Encourage Promising Writing
The incident stands out to me like it was yesterday when it was many years ago. At the end of a high school English class, Mr. David Smith pulled a sophomore aside for a brief conversation.
“Have you ever thought of writing for the high school newspaper? Your writing shows some promise, Terry, and you might really enjoy it. I’m the advisor for the newspaper and we’re having our next meeting tomorrow afternoon? Think about coming.”
I came to the session and with one of my classmates began writing sports stories—about the only need the paper had at that point in time. Throughout that school year, I learned how to cover different sporting events at the school and wrote sports stories. Eventually I took a part-time job on the local newspaper working after school a few hours a week then I went to Indiana and majored in journalism. The brief encouragement from a high school English teacher set my life on a path into the publishing world.
Each of us can encourage promising writing when we see it. Maybe you participate in an on-line forum and you see someone has a gift for crafting an appropriate response. You can reach out and give encouragement. Possibly you see some excellence in your child’s writing or the friend of one of your children. Then you can give a few encouraging words. Or maybe you belong to a critique group where you look over each others writing. Always begin with some words of praise before you work on improvement. Those first few kind words will go a long ways.

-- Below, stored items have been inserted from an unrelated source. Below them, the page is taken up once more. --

//! # Plugboard Log - Log Relay Component
//!
//! Components log through the relay rather than straight to a sink: the
//! relay applies runtime-configurable regex filters over source, severity
//! and message, then forwards every surviving record both to the event bus
//! (as [`HostEvent::Log`](plugboard_bus::HostEvent)) and to the process
//! `tracing` subscriber. Front-ends such as a console or file writer
//! subscribe to the bus; they never talk to the relay directly.
//!
//! The relay is the second of the two bootstrap components and acquires
//! the event bus as a real dependency, so it is destroyed before the bus
//! on teardown.

pub mod filter;
pub mod relay;

pub use filter::{FilterUpdate, LogFilter};
pub use relay::{log_relay_factory, LogRelay};

/// Severity labels used by the relay and its filters.
pub mod severity {
    /// Diagnostic detail, off by default in most front-ends.
    pub const DEBUG: &str = "debug";
    /// Normal operational messages.
    pub const INFO: &str = "info";
    /// Something suspicious but recoverable.
    pub const WARN: &str = "warn";
    /// An operation failed.
    pub const ERROR: &str = "error";
}

/// Install a process-wide `tracing` subscriber honoring `RUST_LOG`, with
/// `filter` as the fallback directive. Safe to call more than once; later
/// calls are no-ops.
pub fn init_tracing(filter: &str) {
    use tracing_subscriber::EnvFilter;

    let env_filter = EnvFilter::try_from_default_env()
        .unwrap_or_else(|_| EnvFilter::new(filter.to_string()));
    let _ = tracing_subscriber::fmt()
        .with_env_filter(env_filter)
        .try_init();
}
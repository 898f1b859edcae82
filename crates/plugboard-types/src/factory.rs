//! # Component Factories
//!
//! A [`ComponentFactory`] is the immutable descriptor a module hands to the
//! host for each component it provides: a unique name plus a build closure.
//! The build closure receives the live [`DependencyResolver`] of the load
//! operation that is constructing it; every dependency it acquires through
//! that resolver becomes an edge in the host's graph and pins the
//! dependency's reference count until the built instance is dropped.

use crate::component::Component;
use crate::refcount::Handle;
use std::fmt;
use std::sync::Arc;

/// Resolution surface handed to a component constructor while a load
/// operation is in progress.
///
/// Constructors must go through this trait rather than calling back into
/// the host: the host's structural lock is already held by the load that
/// invoked the constructor, and the resolver is the explicit continuation
/// of that operation.
pub trait DependencyResolver {
    /// Acquire a dependency by name, constructing it first if it is part of
    /// the current batch and not yet built.
    ///
    /// Returns `None` if the name is unknown, already failed, or would
    /// close a dependency cycle; in each case the failure is recorded
    /// against the component currently under construction, so a
    /// constructor can simply propagate with `?`.
    fn acquire(&mut self, name: &str) -> Option<Handle>;

    /// Look up an already-constructed component without touching its
    /// reference count. Only safe for call sites that know the component
    /// outlives them.
    fn get(&self, name: &str) -> Option<Arc<dyn Component>>;
}

type BuildFn =
    Arc<dyn Fn(&mut dyn DependencyResolver) -> Option<Arc<dyn Component>> + Send + Sync>;

/// Immutable (name, constructor) descriptor for one component.
///
/// The destructor half of the pair is the instance's `Drop` impl; the host
/// runs it by dropping its `Arc` when the component is unloaded or its
/// construction fails.
#[derive(Clone)]
pub struct ComponentFactory {
    name: &'static str,
    build: BuildFn,
}

impl ComponentFactory {
    /// Create a factory from a name and build closure.
    ///
    /// Returning `None` from the closure marks the construction as failed;
    /// any partially built instance is dropped by the host.
    pub fn new<F>(name: &'static str, build: F) -> Self
    where
        F: Fn(&mut dyn DependencyResolver) -> Option<Arc<dyn Component>> + Send + Sync + 'static,
    {
        Self {
            name,
            build: Arc::new(build),
        }
    }

    /// The unique name this factory registers under.
    #[must_use]
    pub fn name(&self) -> &'static str {
        self.name
    }

    /// Run the constructor.
    pub fn build(&self, resolver: &mut dyn DependencyResolver) -> Option<Arc<dyn Component>> {
        (self.build)(resolver)
    }
}

impl fmt::Debug for ComponentFactory {
    fn fmt(&self, f: &mut fmt::Formatter<'_>) -> fmt::Result {
        f.debug_struct("ComponentFactory")
            .field("name", &self.name)
            .finish_non_exhaustive()
    }
}
//! # Host Events
//!
//! Defines every event type that flows over the bus: the four fixed
//! lifecycle notifications raised by the component host, and the log
//! records forwarded by the log relay.

use plugboard_types::{LoadResult, UnloadResult};
use serde::{Deserialize, Serialize};
use uuid::Uuid;

/// One batch entry of a completed load.
#[derive(Debug, Clone, PartialEq, Eq, Serialize, Deserialize)]
pub struct BatchEntry {
    /// Component name as registered by its factory.
    pub name: String,
    /// Outcome for this entry.
    pub result: LoadResult,
}

/// One entry of a completed unload.
#[derive(Debug, Clone, PartialEq, Eq, Serialize, Deserialize)]
pub struct UnloadEntry {
    /// Component name.
    pub name: String,
    /// Outcome for this entry.
    pub result: UnloadResult,
}

/// A log record forwarded by the log relay.
#[derive(Debug, Clone, PartialEq, Eq, Serialize, Deserialize)]
pub struct LogRecord {
    /// Originating component or subsystem.
    pub source: String,
    /// Severity label, one of the `severity::*` constants.
    pub severity: String,
    /// Formatted message text.
    pub message: String,
}

/// All events that can be published to the bus.
#[derive(Debug, Clone, PartialEq, Eq, Serialize, Deserialize)]
pub enum HostEvent {
    /// A batch component load has begun.
    LoadBegin {
        /// Correlates this begin with its completion.
        batch_id: Uuid,
        /// Names of the factories submitted, in batch order.
        names: Vec<String>,
        /// Batch size.
        count: usize,
    },

    /// A batch component load has completed.
    LoadComplete {
        /// Correlates with the matching [`HostEvent::LoadBegin`].
        batch_id: Uuid,
        /// Per-entry outcomes, in batch order.
        results: Vec<BatchEntry>,
        /// Batch size.
        count: usize,
    },

    /// An unload operation has begun.
    UnloadBegin {
        /// Names requested for unload.
        names: Vec<String>,
        /// Request size.
        count: usize,
        /// Whether dependents are unloaded instead of refusing.
        unload_deps: bool,
    },

    /// An unload operation has completed. Results may cover more names
    /// than were requested when the walk cascaded through dependents.
    UnloadComplete {
        /// Terminal decision per reached name.
        results: Vec<UnloadEntry>,
        /// Number of result entries.
        count: usize,
    },

    /// A log record passed the relay's filters.
    Log(LogRecord),
}

impl HostEvent {
    /// The topic this event is published under.
    #[must_use]
    pub fn topic(&self) -> EventTopic {
        match self {
            Self::LoadBegin { .. }
            | Self::LoadComplete { .. }
            | Self::UnloadBegin { .. }
            | Self::UnloadComplete { .. } => EventTopic::Lifecycle,
            Self::Log(_) => EventTopic::Log,
        }
    }
}

/// Coarse event categories used for subscription filtering.
#[derive(Debug, Clone, Copy, PartialEq, Eq, Serialize, Deserialize)]
pub enum EventTopic {
    /// Load/unload notifications from the component host.
    Lifecycle,
    /// Forwarded log records.
    Log,
}

/// Filter applied on the subscriber side of the bus.
#[derive(Debug, Clone, Default)]
pub struct EventFilter {
    topics: Option<Vec<EventTopic>>,
}

impl EventFilter {
    /// Match every event.
    #[must_use]
    pub fn all() -> Self {
        Self { topics: None }
    }

    /// Match only the given topics.
    #[must_use]
    pub fn topics(topics: Vec<EventTopic>) -> Self {
        Self {
            topics: Some(topics),
        }
    }

    /// Whether `event` passes this filter.
    #[must_use]
    pub fn matches(&self, event: &HostEvent) -> bool {
        match &self.topics {
            None => true,
            Some(topics) => topics.contains(&event.topic()),
        }
    }

    /// Stable key describing the filtered topics, used for subscription
    /// accounting.
    #[must_use]
    pub fn topic_key(&self) -> String {
        match &self.topics {
            None => "all".to_string(),
            Some(topics) => format!("{topics:?}"),
        }
    }
}
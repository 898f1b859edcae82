//! # Error Types
//!
//! Typed failures for module (shared library) association. Component-level
//! outcomes are not errors (they are [`LoadResult`](crate::LoadResult) /
//! [`UnloadResult`](crate::UnloadResult) statuses), so this enum only
//! covers the OS-loader boundary.

use thiserror::Error;

/// Errors raised while resolving a shared library's component manifest.
#[derive(Debug, Error)]
pub enum ModuleError {
    /// The library file could not be opened by the OS loader.
    #[error("module \"{path}\" could not be opened: {reason}")]
    OpenFailed {
        /// Path handed to the loader.
        path: String,
        /// Loader-reported reason.
        reason: String,
    },

    /// The library does not export the component manifest symbol.
    #[error("module \"{path}\" does not export \"{symbol}\"")]
    ManifestMissing {
        /// Path of the offending library.
        path: String,
        /// The fixed export every component module must provide.
        symbol: &'static str,
    },

    /// The module name is not associated with any open library.
    #[error("module \"{0}\" is not loaded")]
    NotLoaded(String),
}
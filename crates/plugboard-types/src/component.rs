//! # Component Contract
//!
//! Defines the trait every hosted component implements. A component is a
//! singleton service object: the host constructs at most one instance per
//! name, hands out shared references to it, and destroys it again when it
//! is unloaded. Destruction is ordinary `Drop`; a component that holds
//! [`Handle`](crate::Handle)s to its dependencies releases them there.

use std::any::Any;

/// Name of the core event-bus component loaded during bootstrap.
pub const EVENT_BUS: &str = "plugboard/event-bus";

/// Name of the core log-relay component loaded during bootstrap.
pub const LOG_RELAY: &str = "plugboard/log-relay";

/// A singleton service object managed by the component host.
///
/// Implementations must be `Send + Sync`: instances are shared across
/// threads behind `Arc` and the host gives out references concurrently.
pub trait Component: Send + Sync + 'static {
    /// The unique name this component is registered under. Must match the
    /// name on the [`ComponentFactory`](crate::ComponentFactory) that built
    /// it.
    fn name(&self) -> &'static str;

    /// Whether this component may be unloaded at runtime. Defaults to
    /// `true`; override for components whose side effects cannot be undone
    /// once installed.
    fn is_unloadable(&self) -> bool {
        true
    }

    /// Downcasting support for callers that need the concrete type.
    fn as_any(&self) -> &dyn Any;
}
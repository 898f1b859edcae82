//! Unload-side properties: reference gating, cascades, ordering.

#![cfg(test)]

use crate::helpers::{drops, logged_service, new_drop_log, pinned_service, quick_host, service};
use plugboard_types::UnloadResult;
use std::thread;
use std::time::Duration;

fn result_of(report: &[plugboard_bus::UnloadEntry], name: &str) -> UnloadResult {
    report
        .iter()
        .find(|entry| entry.name == name)
        .map(|entry| entry.result)
        .unwrap_or_else(|| panic!("no result recorded for {name}"))
}

#[test]
fn load_release_unload_round_trip() {
    let host = quick_host();
    assert!(host.load_components(vec![service("app/tool", &[])]));

    let handle = host.acquire("app/tool").unwrap();
    drop(handle);

    let report = host.unload_components(&["app/tool"], false);
    assert_eq!(result_of(&report, "app/tool"), UnloadResult::Success);
    assert!(host.get("app/tool").is_none());
}

#[test]
fn every_acquire_needs_a_matching_release() {
    let host = quick_host();
    assert!(host.load_components(vec![service("app/counted", &[])]));

    let first = host.acquire("app/counted").unwrap();
    let second = host.acquire("app/counted").unwrap();
    let third = host.acquire("app/counted").unwrap();

    drop(first);
    drop(third);

    // One handle still alive: bounded wait expires.
    let report = host.unload_components(&["app/counted"], false);
    assert_eq!(
        result_of(&report, "app/counted"),
        UnloadResult::ReferenceStillHeld
    );
    assert!(host.get("app/counted").is_some());

    drop(second);
    let report = host.unload_components(&["app/counted"], false);
    assert_eq!(result_of(&report, "app/counted"), UnloadResult::Success);
}

#[test]
fn release_from_another_thread_unblocks_the_wait() {
    // Generous wait: the releasing thread must win even on a slow machine.
    let host = plugboard_host::ComponentHost::bootstrap(
        plugboard_host::HostConfig::default().with_unload_wait(Duration::from_secs(5)),
    )
    .unwrap();
    assert!(host.load_components(vec![service("app/shared", &[])]));
    let handle = host.acquire("app/shared").unwrap();

    thread::scope(|scope| {
        scope.spawn(move || {
            thread::sleep(Duration::from_millis(5));
            drop(handle);
        });

        let report = host.unload_components(&["app/shared"], false);
        assert_eq!(result_of(&report, "app/shared"), UnloadResult::Success);
    });
}

#[test]
fn dependent_blocks_unload_without_cascade() {
    let host = quick_host();
    assert!(host.load_components(vec![
        service("app/base", &[]),
        service("app/user", &["app/base"]),
    ]));

    let report = host.unload_components(&["app/base"], false);
    assert_eq!(
        result_of(&report, "app/base"),
        UnloadResult::HasDependentComponent
    );
    assert!(host.get("app/base").is_some());
    assert!(host.get("app/user").is_some());
}

#[test]
fn cascade_destroys_in_reverse_dependency_order() {
    let host = quick_host();
    let log = new_drop_log();
    assert!(host.load_components(vec![
        logged_service("app/a", &[], &log),
        logged_service("app/b", &["app/a"], &log),
        logged_service("app/c", &["app/b"], &log),
    ]));

    let report = host.unload_components(&["app/a"], true);
    for name in ["app/a", "app/b", "app/c"] {
        assert_eq!(result_of(&report, name), UnloadResult::Success);
    }
    assert_eq!(drops(&log), vec!["app/c", "app/b", "app/a"]);
}

#[test]
fn non_unloadable_dependent_protects_its_dependency() {
    let host = quick_host();
    assert!(host.load_components(vec![
        service("app/base", &[]),
        pinned_service("app/resident", &["app/base"]),
    ]));

    let report = host.unload_components(&["app/base"], true);
    assert_eq!(
        result_of(&report, "app/resident"),
        UnloadResult::IsNotUnloadable
    );
    assert_eq!(
        result_of(&report, "app/base"),
        UnloadResult::HasDependentComponent
    );
    assert!(host.get("app/base").is_some());
    assert!(host.get("app/resident").is_some());
}

#[test]
fn unknown_names_report_immediately() {
    let host = quick_host();
    assert!(host.load_components(vec![service("app/real", &[])]));

    let report = host.unload_components(&["app/phantom", "app/real"], false);
    assert_eq!(
        result_of(&report, "app/phantom"),
        UnloadResult::NameNotFound
    );
    assert_eq!(result_of(&report, "app/real"), UnloadResult::Success);
}

#[test]
fn get_returns_null_after_unload() {
    let host = quick_host();
    assert!(host.load_components(vec![service("app/gone", &[])]));
    assert!(host.get("app/gone").is_some());

    host.unload_components(&["app/gone"], false);
    assert!(host.get("app/gone").is_none());

    // And the name is free for a fresh registration.
    assert!(host.load_components(vec![service("app/gone", &[])]));
    assert!(host.get("app/gone").is_some());
}

#[test]
fn constructor_time_dependencies_release_on_unload() {
    let host = quick_host();
    assert!(host.load_components(vec![
        service("app/dep", &[]),
        service("app/holder", &["app/dep"]),
    ]));

    // The holder's pinned reference would time out a direct unload of the
    // dependency; unloading the holder first releases it.
    let report = host.unload_components(&["app/holder"], false);
    assert_eq!(result_of(&report, "app/holder"), UnloadResult::Success);

    let report = host.unload_components(&["app/dep"], false);
    assert_eq!(result_of(&report, "app/dep"), UnloadResult::Success);
}
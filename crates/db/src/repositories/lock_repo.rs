//! Repository for the `locks` table.

use seclock_core::locks::{plan_create, CreatePlan, LockState};
use seclock_core::types::DbId;
use sqlx::PgPool;

use crate::models::lock::{Lock, LockCreation};

/// Column list shared across queries to avoid repetition.
const COLUMNS: &str = "id, privilege_id, is_open, deleted, last_modified";

pub struct LockRepo;

impl LockRepo {
    /// Insert a new lock or reactivate a deleted one with the same id.
    ///
    /// The existing row (if any) is locked for the duration of the
    /// transaction so the decision and the write cannot interleave with a
    /// concurrent create, delete or toggle.
    pub async fn create_or_reactivate(
        pool: &PgPool,
        id: DbId,
        privilege_id: DbId,
    ) -> Result<LockCreation, sqlx::Error> {
        let mut tx = pool.begin().await?;

        let existing: Option<(bool, bool)> =
            sqlx::query_as("SELECT is_open, deleted FROM locks WHERE id = $1 FOR UPDATE")
                .bind(id)
                .fetch_optional(&mut *tx)
                .await?;
        let existing = existing.map(|(is_open, deleted)| LockState::from_row(is_open, deleted));

        let outcome = match plan_create(existing) {
            CreatePlan::Insert => {
                let query = format!(
                    "INSERT INTO locks (id, privilege_id, is_open, deleted)
                     VALUES ($1, $2, false, false)
                     RETURNING {COLUMNS}"
                );
                let lock = sqlx::query_as::<_, Lock>(&query)
                    .bind(id)
                    .bind(privilege_id)
                    .fetch_one(&mut *tx)
                    .await?;
                LockCreation::Created(lock)
            }
            CreatePlan::Reactivate => {
                let query = format!(
                    "UPDATE locks SET privilege_id = $2, is_open = false, deleted = false,
                                      last_modified = NOW()
                     WHERE id = $1
                     RETURNING {COLUMNS}"
                );
                let lock = sqlx::query_as::<_, Lock>(&query)
                    .bind(id)
                    .bind(privilege_id)
                    .fetch_one(&mut *tx)
                    .await?;
                LockCreation::Reactivated(lock)
            }
            CreatePlan::Reject => LockCreation::AlreadyActive,
        };

        tx.commit().await?;
        Ok(outcome)
    }

    /// Find a live lock by id.
    pub async fn find_by_id(pool: &PgPool, id: DbId) -> Result<Option<Lock>, sqlx::Error> {
        let query = format!("SELECT {COLUMNS} FROM locks WHERE id = $1 AND deleted = false");
        sqlx::query_as::<_, Lock>(&query)
            .bind(id)
            .fetch_optional(pool)
            .await
    }

    /// List live locks ordered by id.
    pub async fn list(pool: &PgPool) -> Result<Vec<Lock>, sqlx::Error> {
        let query = format!("SELECT {COLUMNS} FROM locks WHERE deleted = false ORDER BY id ASC");
        sqlx::query_as::<_, Lock>(&query).fetch_all(pool).await
    }

    /// Set `is_open` on a live lock. Returns `None` if absent or deleted.
    pub async fn set_open(
        pool: &PgPool,
        id: DbId,
        is_open: bool,
    ) -> Result<Option<Lock>, sqlx::Error> {
        let query = format!(
            "UPDATE locks SET is_open = $2, last_modified = NOW()
             WHERE id = $1 AND deleted = false
             RETURNING {COLUMNS}"
        );
        sqlx::query_as::<_, Lock>(&query)
            .bind(id)
            .bind(is_open)
            .fetch_optional(pool)
            .await
    }

    /// Returns `false` if the lock is absent or already deleted.
    pub async fn soft_delete(pool: &PgPool, id: DbId) -> Result<bool, sqlx::Error> {
        let result = sqlx::query(
            "UPDATE locks SET deleted = true, last_modified = NOW()
             WHERE id = $1 AND deleted = false",
        )
        .bind(id)
        .execute(pool)
        .await?;
        Ok(result.rows_affected() > 0)
    }
}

My greatest opportunity these days comes through email or face-to-face with an individual at a writer’s conference. At times it’s a challenge to say something positive. It’s impossible for me to know how an individual will develop over the days and years in the future. I want to be one of those people who encourage along the journey—as I’ve been encouraged.
As writers, we have to create our own writing space. Maybe you write on a kitchen table (as I did for many years) or in a spare bedroom. In the current issue of The New Yorker, an artists’ collective called Flux Factory commissioned architects to design three writers’ “habitats.” I found the reading experience of this article called Writers At Work a fun and interesting—and maybe you will as well.
Also as writers, from time to time, the media interviews us—for a new book or some area of expertise that you’ve developed. It’s always a bit awkward for me when the interview tables are reversed. I’m much more comfortable interviewing someone rather than being interviewed. Seasoned author Robin Lee Hatcher has some great advise when you face such a situation in her article, “What Did You Say?”
After that brief aside, I want to return to my theme for this particular entry. Each of us need to be on the look out for a way to spread encouragement to others about their writing. Maybe you drop a handwritten note to a writer friend. In a business where we hear “no, thank you” a great deal, it’s important to encourage.